DIRECTIONS FOR THIS TASK
Within the records below, filter for lines carrying the word "crates" and copy them.

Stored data
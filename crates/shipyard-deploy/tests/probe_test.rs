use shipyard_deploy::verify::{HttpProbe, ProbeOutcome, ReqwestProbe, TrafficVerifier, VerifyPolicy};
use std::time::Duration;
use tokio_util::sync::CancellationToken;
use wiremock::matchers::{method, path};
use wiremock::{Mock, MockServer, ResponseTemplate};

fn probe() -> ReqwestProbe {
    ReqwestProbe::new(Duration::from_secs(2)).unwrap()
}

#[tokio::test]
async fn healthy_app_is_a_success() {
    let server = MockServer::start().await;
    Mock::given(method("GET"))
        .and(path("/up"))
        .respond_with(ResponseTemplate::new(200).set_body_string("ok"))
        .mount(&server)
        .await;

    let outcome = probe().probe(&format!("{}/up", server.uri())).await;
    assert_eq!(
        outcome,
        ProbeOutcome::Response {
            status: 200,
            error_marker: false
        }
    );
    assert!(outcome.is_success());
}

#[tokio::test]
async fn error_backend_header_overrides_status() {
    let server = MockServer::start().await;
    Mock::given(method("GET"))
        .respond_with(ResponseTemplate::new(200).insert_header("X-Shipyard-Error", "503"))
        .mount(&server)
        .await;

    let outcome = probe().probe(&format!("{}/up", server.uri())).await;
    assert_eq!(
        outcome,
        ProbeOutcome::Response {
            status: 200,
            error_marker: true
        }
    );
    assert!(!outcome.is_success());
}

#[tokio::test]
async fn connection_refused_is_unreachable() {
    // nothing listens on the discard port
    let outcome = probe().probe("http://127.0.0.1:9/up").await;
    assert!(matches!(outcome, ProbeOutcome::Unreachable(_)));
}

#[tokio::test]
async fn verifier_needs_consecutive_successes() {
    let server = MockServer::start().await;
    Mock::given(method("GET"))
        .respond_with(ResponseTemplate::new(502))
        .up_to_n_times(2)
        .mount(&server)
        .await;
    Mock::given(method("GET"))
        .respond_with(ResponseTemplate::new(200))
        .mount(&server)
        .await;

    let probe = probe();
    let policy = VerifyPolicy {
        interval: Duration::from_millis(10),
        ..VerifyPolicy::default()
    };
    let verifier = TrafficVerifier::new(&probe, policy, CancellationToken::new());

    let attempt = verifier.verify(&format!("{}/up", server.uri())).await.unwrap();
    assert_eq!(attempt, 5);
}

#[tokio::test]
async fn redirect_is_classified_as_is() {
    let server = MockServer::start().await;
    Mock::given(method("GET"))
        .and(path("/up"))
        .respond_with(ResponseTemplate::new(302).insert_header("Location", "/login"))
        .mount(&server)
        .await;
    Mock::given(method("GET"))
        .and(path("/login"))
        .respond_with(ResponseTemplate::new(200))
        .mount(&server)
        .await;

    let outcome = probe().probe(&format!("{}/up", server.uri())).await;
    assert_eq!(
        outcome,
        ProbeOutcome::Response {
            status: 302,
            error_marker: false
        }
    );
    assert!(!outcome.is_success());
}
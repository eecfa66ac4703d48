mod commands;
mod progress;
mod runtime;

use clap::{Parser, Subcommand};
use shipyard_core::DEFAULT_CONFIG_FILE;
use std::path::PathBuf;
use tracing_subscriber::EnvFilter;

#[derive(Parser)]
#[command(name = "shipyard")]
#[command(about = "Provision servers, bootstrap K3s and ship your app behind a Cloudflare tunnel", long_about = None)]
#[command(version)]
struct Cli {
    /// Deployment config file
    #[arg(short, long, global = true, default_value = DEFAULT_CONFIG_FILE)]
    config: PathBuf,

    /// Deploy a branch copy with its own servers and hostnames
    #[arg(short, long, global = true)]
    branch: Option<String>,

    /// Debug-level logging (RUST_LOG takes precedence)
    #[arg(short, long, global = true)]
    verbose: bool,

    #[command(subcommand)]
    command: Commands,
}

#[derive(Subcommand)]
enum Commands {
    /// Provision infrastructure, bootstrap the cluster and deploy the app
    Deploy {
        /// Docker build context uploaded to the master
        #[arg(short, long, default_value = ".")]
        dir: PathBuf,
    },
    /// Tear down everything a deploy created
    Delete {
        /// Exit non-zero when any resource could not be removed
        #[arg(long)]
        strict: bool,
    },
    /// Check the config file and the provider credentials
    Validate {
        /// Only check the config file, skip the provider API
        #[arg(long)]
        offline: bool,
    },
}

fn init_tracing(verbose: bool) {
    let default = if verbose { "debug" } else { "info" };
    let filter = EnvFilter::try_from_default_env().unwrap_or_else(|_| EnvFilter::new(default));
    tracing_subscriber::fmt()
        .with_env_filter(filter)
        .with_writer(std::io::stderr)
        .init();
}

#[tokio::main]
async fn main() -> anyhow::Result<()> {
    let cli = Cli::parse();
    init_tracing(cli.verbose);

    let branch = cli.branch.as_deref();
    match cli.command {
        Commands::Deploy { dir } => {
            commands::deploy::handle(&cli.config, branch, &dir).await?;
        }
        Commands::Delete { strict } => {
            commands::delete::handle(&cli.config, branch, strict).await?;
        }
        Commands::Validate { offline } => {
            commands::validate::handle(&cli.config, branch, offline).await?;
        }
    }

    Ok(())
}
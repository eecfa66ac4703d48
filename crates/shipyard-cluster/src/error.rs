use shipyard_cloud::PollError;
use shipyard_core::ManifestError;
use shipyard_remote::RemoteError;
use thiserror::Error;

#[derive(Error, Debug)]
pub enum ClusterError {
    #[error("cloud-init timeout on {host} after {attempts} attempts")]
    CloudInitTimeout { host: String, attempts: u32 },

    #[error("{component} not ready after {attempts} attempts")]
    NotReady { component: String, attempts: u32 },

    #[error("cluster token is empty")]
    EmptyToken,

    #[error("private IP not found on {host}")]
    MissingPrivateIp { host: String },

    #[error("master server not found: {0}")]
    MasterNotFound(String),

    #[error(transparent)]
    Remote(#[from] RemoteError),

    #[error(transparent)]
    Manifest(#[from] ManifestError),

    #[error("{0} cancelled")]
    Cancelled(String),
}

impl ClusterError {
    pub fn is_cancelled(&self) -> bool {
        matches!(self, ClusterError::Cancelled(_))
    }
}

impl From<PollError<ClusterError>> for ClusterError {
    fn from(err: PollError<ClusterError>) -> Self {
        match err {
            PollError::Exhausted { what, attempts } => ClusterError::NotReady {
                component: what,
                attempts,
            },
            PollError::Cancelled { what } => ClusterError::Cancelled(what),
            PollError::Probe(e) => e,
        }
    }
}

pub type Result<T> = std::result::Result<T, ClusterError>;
==
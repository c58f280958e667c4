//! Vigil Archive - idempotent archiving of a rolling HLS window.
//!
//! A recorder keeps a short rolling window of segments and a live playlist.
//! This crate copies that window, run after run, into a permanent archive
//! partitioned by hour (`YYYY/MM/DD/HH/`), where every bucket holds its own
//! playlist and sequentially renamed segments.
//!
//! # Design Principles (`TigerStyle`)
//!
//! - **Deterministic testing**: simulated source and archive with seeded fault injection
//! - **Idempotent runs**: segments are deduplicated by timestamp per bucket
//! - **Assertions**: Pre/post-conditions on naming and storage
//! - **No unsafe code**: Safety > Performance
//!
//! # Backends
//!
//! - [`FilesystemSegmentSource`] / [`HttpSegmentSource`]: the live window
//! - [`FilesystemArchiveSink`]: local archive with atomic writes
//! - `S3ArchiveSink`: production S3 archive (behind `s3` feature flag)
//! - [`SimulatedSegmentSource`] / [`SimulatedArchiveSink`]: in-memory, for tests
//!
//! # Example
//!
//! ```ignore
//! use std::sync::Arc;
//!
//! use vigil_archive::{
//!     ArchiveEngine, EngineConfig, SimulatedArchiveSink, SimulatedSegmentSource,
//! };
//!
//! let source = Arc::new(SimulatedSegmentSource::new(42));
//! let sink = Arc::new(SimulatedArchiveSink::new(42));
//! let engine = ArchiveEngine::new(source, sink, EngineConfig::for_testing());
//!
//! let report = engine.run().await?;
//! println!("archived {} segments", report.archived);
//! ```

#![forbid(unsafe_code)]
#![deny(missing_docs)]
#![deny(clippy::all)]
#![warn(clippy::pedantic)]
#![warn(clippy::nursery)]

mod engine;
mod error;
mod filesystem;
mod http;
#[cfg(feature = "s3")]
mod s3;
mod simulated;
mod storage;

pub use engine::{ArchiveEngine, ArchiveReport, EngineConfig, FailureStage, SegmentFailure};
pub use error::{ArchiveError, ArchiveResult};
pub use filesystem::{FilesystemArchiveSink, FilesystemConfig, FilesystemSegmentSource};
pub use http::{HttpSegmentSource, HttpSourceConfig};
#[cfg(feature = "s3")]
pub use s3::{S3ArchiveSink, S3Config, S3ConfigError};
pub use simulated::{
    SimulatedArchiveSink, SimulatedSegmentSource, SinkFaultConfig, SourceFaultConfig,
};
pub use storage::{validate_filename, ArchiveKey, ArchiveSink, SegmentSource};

TASK ANSWER
filename crates/shipyard-deploy/tests/probe_test.rs
filename crates/shipyard-cluster/src/error.rs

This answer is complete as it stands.